Navigation

Termagant of Endearment

Visualize a pretty young woman and a handsome young man heading for the bedroom. She has just suggested that she wants to show him what she really wants, so naturally he begins unzipping his trousers en route to the bed. Oblivious to his loud boxers, she sits and begins swooning...
Share this:
Visualize a pretty young woman and a handsome young man heading for the bedroom. She has just suggested that she wants to show him what she really wants, so naturally he begins unzipping his trousers en route to the bed. Oblivious to his loud boxers, she sits and begins swooning over her motley scrapbook of home furnishings and décor, comprising her dreams of material comfort. He doesn't get it, she doesn't get him, and pretty soon people will become terribly unpleasant and begin shooting at one another.

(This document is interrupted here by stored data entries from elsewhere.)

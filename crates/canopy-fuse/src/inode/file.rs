//! File inodes: regular files, symlinks, and unix-domain sockets.
//!
//! A file is in one of two states: identical to a source-control blob
//! (`hash` present, bytes fetched lazily from the object store) or
//! materialized (`hash` absent, authoritative bytes in the overlay keyed by
//! inode number). The first write promotes the file to materialized and
//! propagates materialization up the parent chain under the rename lock.

use crate::error::{FsError, FsResult};
use crate::fs_bug;
use crate::inode::tree::propagate_materialized;
use crate::inode::{loaded_parent_of, InodeAttr, InodeCore, InodePtr};
use crate::mount::MountInner;
use canopy_core::{Hash, InodeNumber, PathComponent, Timestamps};
use std::sync::Arc;
use std::time::SystemTime;
use tokio::sync::Mutex;
use tracing::{debug, warn};

pub(crate) struct FileState {
    pub mode: u32,
    /// Source-control blob this file matches; `None` once materialized.
    pub hash: Option<Hash>,
    pub timestamps: Timestamps,
}

pub struct FileInode {
    core: InodeCore,
    state: Mutex<FileState>,
}

impl std::fmt::Debug for FileInode {
    fn fmt(&self, f: &mut std::fmt::Formatter<'_>) -> std::fmt::Result {
        f.debug_tuple("FileInode").field(&self.core.number()).finish()
    }
}

impl FileInode {
    pub(crate) fn new(
        mount: Arc<MountInner>,
        number: InodeNumber,
        parent: InodeNumber,
        name: PathComponent,
        mode: u32,
        hash: Option<Hash>,
    ) -> Arc<Self> {
        Arc::new(FileInode {
            core: InodeCore::new(mount, number, Some((parent, name))),
            state: Mutex::new(FileState {
                mode,
                hash,
                timestamps: Timestamps::now(),
            }),
        })
    }

    pub fn core(&self) -> &InodeCore {
        &self.core
    }

    pub async fn is_materialized(&self) -> bool {
        self.state.lock().await.hash.is_none()
    }

    pub async fn mode(&self) -> u32 {
        self.state.lock().await.mode
    }

    pub async fn getattr(&self) -> FsResult<InodeAttr> {
        let state = self.state.lock().await;
        let mount = self.core.mount();
        let size = match state.hash {
            Some(hash) => mount.store.get_blob(hash).await?.len(),
            None => mount.overlay.file_len(self.core.number())?,
        };
        Ok(InodeAttr {
            ino: self.core.number().get(),
            size,
            mode: state.mode,
            nlink: 1,
            timestamps: state.timestamps,
        })
    }

    pub async fn read_all(&self) -> FsResult<Vec<u8>> {
        let state = self.state.lock().await;
        let mount = self.core.mount();
        match state.hash {
            Some(hash) => Ok(mount.store.get_blob(hash).await?.data().to_vec()),
            None => Ok(mount.overlay.read_file(self.core.number())?),
        }
    }

    pub async fn read(&self, offset: u64, size: u32) -> FsResult<Vec<u8>> {
        let bytes = self.read_all().await?;
        let start = (offset as usize).min(bytes.len());
        let end = (start + size as usize).min(bytes.len());
        Ok(bytes[start..end].to_vec())
    }

    /// The symlink target. Fails with `EINVAL` on non-symlinks.
    pub async fn readlink(&self) -> FsResult<Vec<u8>> {
        {
            let state = self.state.lock().await;
            if state.mode & libc::S_IFMT as u32 != libc::S_IFLNK as u32 {
                return Err(FsError::Invalid);
            }
        }
        self.read_all().await
    }

    /// Write `data` at `offset`, zero-filling any gap. Materializes first.
    pub async fn write(self: &Arc<Self>, offset: u64, data: &[u8]) -> FsResult<u32> {
        self.materialize(None).await?;
        let mut state = self.state.lock().await;
        let mount = self.core.mount();
        let ino = self.core.number();

        let mut bytes = mount.overlay.read_file(ino)?;
        let end = offset as usize + data.len();
        if bytes.len() < end {
            bytes.resize(end, 0);
        }
        bytes[offset as usize..end].copy_from_slice(data);
        mount.overlay.write_file(ino, &bytes)?;
        state.timestamps.touch_modified(SystemTime::now());
        debug!(ino = ino.get(), offset, len = data.len(), "file write");
        Ok(data.len() as u32)
    }

    /// Resize the file. A truncation to zero skips the blob fetch.
    pub async fn truncate(self: &Arc<Self>, size: u64) -> FsResult<()> {
        if size == 0 {
            self.materialize_empty().await?;
        } else {
            self.materialize(None).await?;
        }
        let mut state = self.state.lock().await;
        let mount = self.core.mount();
        let ino = self.core.number();
        let mut bytes = mount.overlay.read_file(ino)?;
        bytes.resize(size as usize, 0);
        mount.overlay.write_file(ino, &bytes)?;
        state.timestamps.touch_modified(SystemTime::now());
        Ok(())
    }

    /// chmod. Changing permissions is a local modification, so it
    /// materializes; the parent's persisted entry mode is updated too.
    pub async fn set_mode(self: &Arc<Self>, permissions: u32) -> FsResult<()> {
        self.materialize(None).await?;
        let new_mode = {
            let mut state = self.state.lock().await;
            let file_type = state.mode & libc::S_IFMT as u32;
            state.mode = file_type | (permissions & 0o7777);
            state.timestamps.ctime = SystemTime::now();
            state.mode
        };
        if let Some((parent, name)) = loaded_parent_of(&self.core)? {
            parent.update_entry_mode(&name, new_mode).await?;
        }
        Ok(())
    }

    /// Promote to materialized: copy the blob's bytes into the overlay,
    /// then mark the parent chain materialized. The overlay is written
    /// before any parent is updated, so a crash can leave unreferenced
    /// overlay data but never a parent that lies about it.
    pub(crate) async fn materialize(self: &Arc<Self>, contents: Option<&[u8]>) -> FsResult<()> {
        {
            let state = self.state.lock().await;
            if state.hash.is_none() {
                return Ok(());
            }
        }
        let mount = Arc::clone(self.core.mount());
        let rename_lock = mount.rename_lock.lock().await;
        {
            let mut state = self.state.lock().await;
            let Some(hash) = state.hash else {
                return Ok(());
            };
            let bytes = match contents {
                Some(bytes) => bytes.to_vec(),
                None => mount.store.get_blob(hash).await?.data().to_vec(),
            };
            mount.overlay.create_file(self.core.number(), &bytes)?;
            state.hash = None;
        }
        propagate_materialized(&self.core, &rename_lock).await
    }

    async fn materialize_empty(self: &Arc<Self>) -> FsResult<()> {
        self.materialize(Some(b"")).await
    }

    /// The blob hash this file still matches, if unmodified.
    pub async fn content_hash(&self) -> Option<Hash> {
        self.state.lock().await.hash
    }
}

impl Drop for FileInode {
    fn drop(&mut self) {
        // Destroying an unlinked materialized file removes its overlay
        // bytes; linked files keep theirs for the next load.
        if !self.core.is_unlinked() {
            return;
        }
        let Ok(state) = self.state.try_lock() else {
            warn!(
                ino = self.core.number().get(),
                "file state locked during drop; skipping overlay cleanup"
            );
            return;
        };
        if state.hash.is_none() {
            if let Err(e) = self.core.mount().overlay.remove_file(self.core.number()) {
                warn!(
                    ino = self.core.number().get(),
                    error = %e,
                    "failed to remove overlay data for unlinked file"
                );
            }
        }
    }
}

/// Build a file inode for a freshly created entry whose overlay bytes have
/// already been written. Used by create/symlink/mknod.
pub(crate) fn new_materialized(
    mount: Arc<MountInner>,
    number: InodeNumber,
    parent: InodeNumber,
    name: PathComponent,
    mode: u32,
) -> InodePtr {
    InodePtr::File(FileInode::new(mount, number, parent, name, mode, None))
}

/// Sanity-check an inode pointer into a file, reporting a bug otherwise.
/// Used where a non-directory entry must have produced a file inode.
pub(crate) fn expect_file(ptr: InodePtr) -> FsResult<Arc<FileInode>> {
    let number = ptr.number();
    ptr.as_file()
        .ok_or_else(|| fs_bug!("inode {} expected to be a file", number))
}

Like some errant, black-sheep Coen brothers movie that slipped away in the night only to be shorn and butchered by neighboring filmmakers, One Night at McCool's is set in an obnoxious alterna-America populated by obtuse caricatures. While this production from Michael Douglas is being touted as a sexy romantic comedy, it's more precise to think of it as big, loud fun for when you're feelin' dumb. It's slick and funny, but it's funny the way that vomiting is funny, the way that falling down stairs or having a seizure is funny. Laughter is inevitable as long as one checks one's humanity at the door.

Taking its cues from the notion that a girl with great assets will turn men into asses, McCool's focuses upon Milla Jovovich or Jennifer Love-Hewitt or Liv Tyler or one of those actresses, if you can tell the difference. Wait a minute... OK, just checked -- it's definitely Tyler. So Tyler plays Jewel, an incarnation of erotic electricity who also happens to be a selfish, manipulative monster. (Like J.R.R. Tolkien's Arwen, whom she'll portray in The Lord of the Rings, she's also a magical being here; she can go to the bathroom without making a sound.) The handsome young man in question is the aptly named Randy (Matt Dillon, daily drinker from the fountain of youth), a bartender at the titular blue-collar watering hole whose primary skills seem to be drinking from a plunger and... well... the obvious.

Amazingly unfazed that the men she scams tend to try to rape her, Jewel is rescued by Randy from her violent boyfriend, Utah (comedian Andrew "Dice" Clay, here ghastly and irascible). In her meticulously disheveled red velvet dress, she's sex on wheels and probably too much trouble for Randy, who opts to leave her behind (literally) in the parking lot of McCool's. She'll have none of that, however, and quickly integrates herself into his ratty old fixer-upper, left to him by his dear mother. Employing the lusty knave and his house as stepping stones toward realizing her dream of domestic bliss, the girl ruthlessly exploits her gifts to get what she wants.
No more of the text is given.